Task objective:
Take the entries that follow and return exactly the lines from the one holding "-> Result<Vec<ScoredEntry>, VectorStoreError>;" through the one holding "pub(crate) fn payload(document_id: &str, ordinal: usize)", both included. Nothing else is needed.
--- Provided records Enclosed Below ---
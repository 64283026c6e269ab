//! Vector store capability shared by the index stage and search.
//!
//! Entries are keyed by chunk id, so upserting the same id twice replaces the earlier entry.
//! Search results come back ranked by [`compare_ranked`]: similarity first, then ascending
//! chunk ordinal, then ascending document id.

mod memory;

pub use memory::MemoryVectorStore;

use crate::gateway::Retryable;
use async_trait::async_trait;
use serde::{Deserialize, Serialize};
use std::cmp::Ordering;
use thiserror::Error;

/// Payload stored next to each vector.
#[derive(Debug, Clone, PartialEq, Serialize, Deserialize)]
pub struct EntryPayload {
    /// Owning tenant.
    pub tenant_id: String,
    /// Object store bucket the document was read from.
    #[serde(default)]
    pub bucket: String,
    /// Parent document.
    pub document_id: String,
    /// Caller-supplied source identifier.
    pub source_id: String,
    /// Position of the chunk within its document.
    pub ordinal: usize,
    /// Byte offset where the chunk starts in the normalized text.
    pub start: usize,
    /// Byte offset one past the chunk's last byte.
    pub end: usize,
    /// Chunk text.
    pub text: String,
    /// Tag labels used for filtering.
    #[serde(default)]
    pub tags: Vec<String>,
    /// SHA-256 of the source document bytes.
    pub content_hash: String,
    /// Unix milliseconds at which the entry was written.
    pub indexed_at_ms: i64,
}

/// Vector store record: a chunk's embedding plus its payload.
#[derive(Debug, Clone, PartialEq)]
pub struct IndexedEntry {
    /// Chunk id; the upsert key.
    pub chunk_id: String,
    /// Embedding vector.
    pub vector: Vec<f32>,
    /// Stored payload.
    pub payload: EntryPayload,
}

/// Search hit returned by a vector store.
#[derive(Debug, Clone, PartialEq)]
pub struct ScoredEntry {
    /// Chunk id.
    pub id: String,
    /// Similarity; higher is better.
    pub score: f32,
    /// Stored payload.
    pub payload: EntryPayload,
}

/// Constraints applied to a similarity search. Tenant scoping is mandatory.
#[derive(Debug, Clone, Default, PartialEq, Eq)]
pub struct SearchFilter {
    /// Tenant whose entries are searched.
    pub tenant_id: String,
    /// Restrict results to one document.
    pub document_id: Option<String>,
    /// Every listed tag must be present on an entry.
    pub tags: Vec<String>,
}

impl SearchFilter {
    /// Whether `payload` satisfies the filter.
    pub fn matches(&self, payload: &EntryPayload) -> bool {
        payload.tenant_id == self.tenant_id
            && self
                .document_id
                .as_ref()
                .is_none_or(|document_id| &payload.document_id == document_id)
            && self.tags.iter().all(|tag| payload.tags.contains(tag))
    }
}

/// Errors raised by vector store backends.
#[derive(Debug, Error)]
pub enum VectorStoreError {
    /// Base URL failed to parse.
    #[error("Invalid vector store URL: {0}")]
    InvalidUrl(String),
    /// HTTP layer failed before receiving a response.
    #[error("HTTP request failed: {0}")]
    Http(#[from] reqwest::Error),
    /// Backend answered with an unexpected status.
    #[error("Unexpected vector store response ({status}): {body}")]
    UnexpectedStatus {
        /// HTTP status code.
        status: u16,
        /// Response body.
        body: String,
    },
    /// Collection has not been created.
    #[error("collection `{0}` does not exist")]
    UnknownCollection(String),
    /// Vector length differs from the collection's dimensionality.
    #[error("vector has {actual} dimensions but collection expects {expected}")]
    DimensionMismatch {
        /// Collection dimensionality.
        expected: usize,
        /// Offending vector length.
        actual: usize,
    },
    /// Backend response could not be interpreted.
    #[error("Malformed vector store response: {0}")]
    InvalidResponse(String),
}

impl Retryable for VectorStoreError {
    fn is_retryable(&self) -> bool {
        match self {
            Self::UnexpectedStatus { status, .. } => *status >= 500 || *status == 429,
            Self::Http(err) => err.is_timeout() || err.is_connect() || err.is_request(),
            Self::InvalidUrl(_)
            | Self::UnknownCollection(_)
            | Self::DimensionMismatch { .. }
            | Self::InvalidResponse(_) => false,
        }
    }
}

/// Similarity-search storage for chunk embeddings.
#[async_trait]
pub trait VectorStore: Send + Sync {
    /// Create `collection` with `dimension`-sized vectors if it does not exist yet.
    async fn ensure_collection(
        &self,
        collection: &str,
        dimension: usize,
    ) -> Result<(), VectorStoreError>;

    /// Insert or replace entries keyed by chunk id. Returns the number written.
    async fn upsert(
        &self,
        collection: &str,
        entries: Vec<IndexedEntry>,
    ) -> Result<usize, VectorStoreError>;

    /// Up to `limit` entries matching `filter`, ranked by [`compare_ranked`].
    async fn search(
        &self,
        collection: &str,
        vector: &[f32],
        limit: usize,
        filter: &SearchFilter,
        score_threshold: Option<f32>,
    ) -> Result<Vec<ScoredEntry>, VectorStoreError>;

    /// Remove a document's entries whose ordinal is `keep_below` or greater. The document is
    /// identified by tenant, bucket, and document id together.
    async fn delete_stale(
        &self,
        collection: &str,
        tenant_id: &str,
        bucket: &str,
        document_id: &str,
        keep_below: usize,
    ) -> Result<(), VectorStoreError>;
}

/// Relevance order: score descending, then ordinal ascending, then document id ascending.
pub fn compare_ranked(a: &ScoredEntry, b: &ScoredEntry) -> Ordering {
    b.score
        .total_cmp(&a.score)
        .then_with(|| compare_tie_break(&a.payload, &b.payload))
}

/// Deterministic tie-break on equal primary keys.
pub fn compare_tie_break(a: &EntryPayload, b: &EntryPayload) -> Ordering {
    a.ordinal
        .cmp(&b.ordinal)
        .then_with(|| a.document_id.cmp(&b.document_id))
}

#[cfg(test)]
pub(crate) mod test_support {
    use super::*;

    pub(crate) fn payload(document_id: &str, ordinal: usize) -> EntryPayload {
        EntryPayload {
            tenant_id: "acme".into(),
            bucket: "raw".into(),
            document_id: document_id.into(),
            source_id: "upload".into(),
            ordinal,
            start: 0,
            end: 4,
            text: format!("{document_id}#{ordinal}"),
            tags: Vec::new(),
            content_hash: "hash".into(),
            indexed_at_ms: 0,
        }
    }

    pub(crate) fn entry(document_id: &str, ordinal: usize, vector: Vec<f32>) -> IndexedEntry {
        IndexedEntry {
            chunk_id: format!("{document_id}:{ordinal}"),
            vector,
            payload: payload(document_id, ordinal),
        }
    }
}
--- End of Enclosed Provided records ---
Task output:
    ) -> Result<Vec<ScoredEntry>, VectorStoreError>;

    /// Remove a document's entries whose ordinal is `keep_below` or greater. The document is
    /// identified by tenant, bucket, and document id together.
    async fn delete_stale(
        &self,
        collection: &str,
        tenant_id: &str,
        bucket: &str,
        document_id: &str,
        keep_below: usize,
    ) -> Result<(), VectorStoreError>;
}

/// Relevance order: score descending, then ordinal ascending, then document id ascending.
pub fn compare_ranked(a: &ScoredEntry, b: &ScoredEntry) -> Ordering {
    b.score
        .total_cmp(&a.score)
        .then_with(|| compare_tie_break(&a.payload, &b.payload))
}

/// Deterministic tie-break on equal primary keys.
pub fn compare_tie_break(a: &EntryPayload, b: &EntryPayload) -> Ordering {
    a.ordinal
        .cmp(&b.ordinal)
        .then_with(|| a.document_id.cmp(&b.document_id))
}

#[cfg(test)]
pub(crate) mod test_support {
    use super::*;

    pub(crate) fn payload(document_id: &str, ordinal: usize) -> EntryPayload {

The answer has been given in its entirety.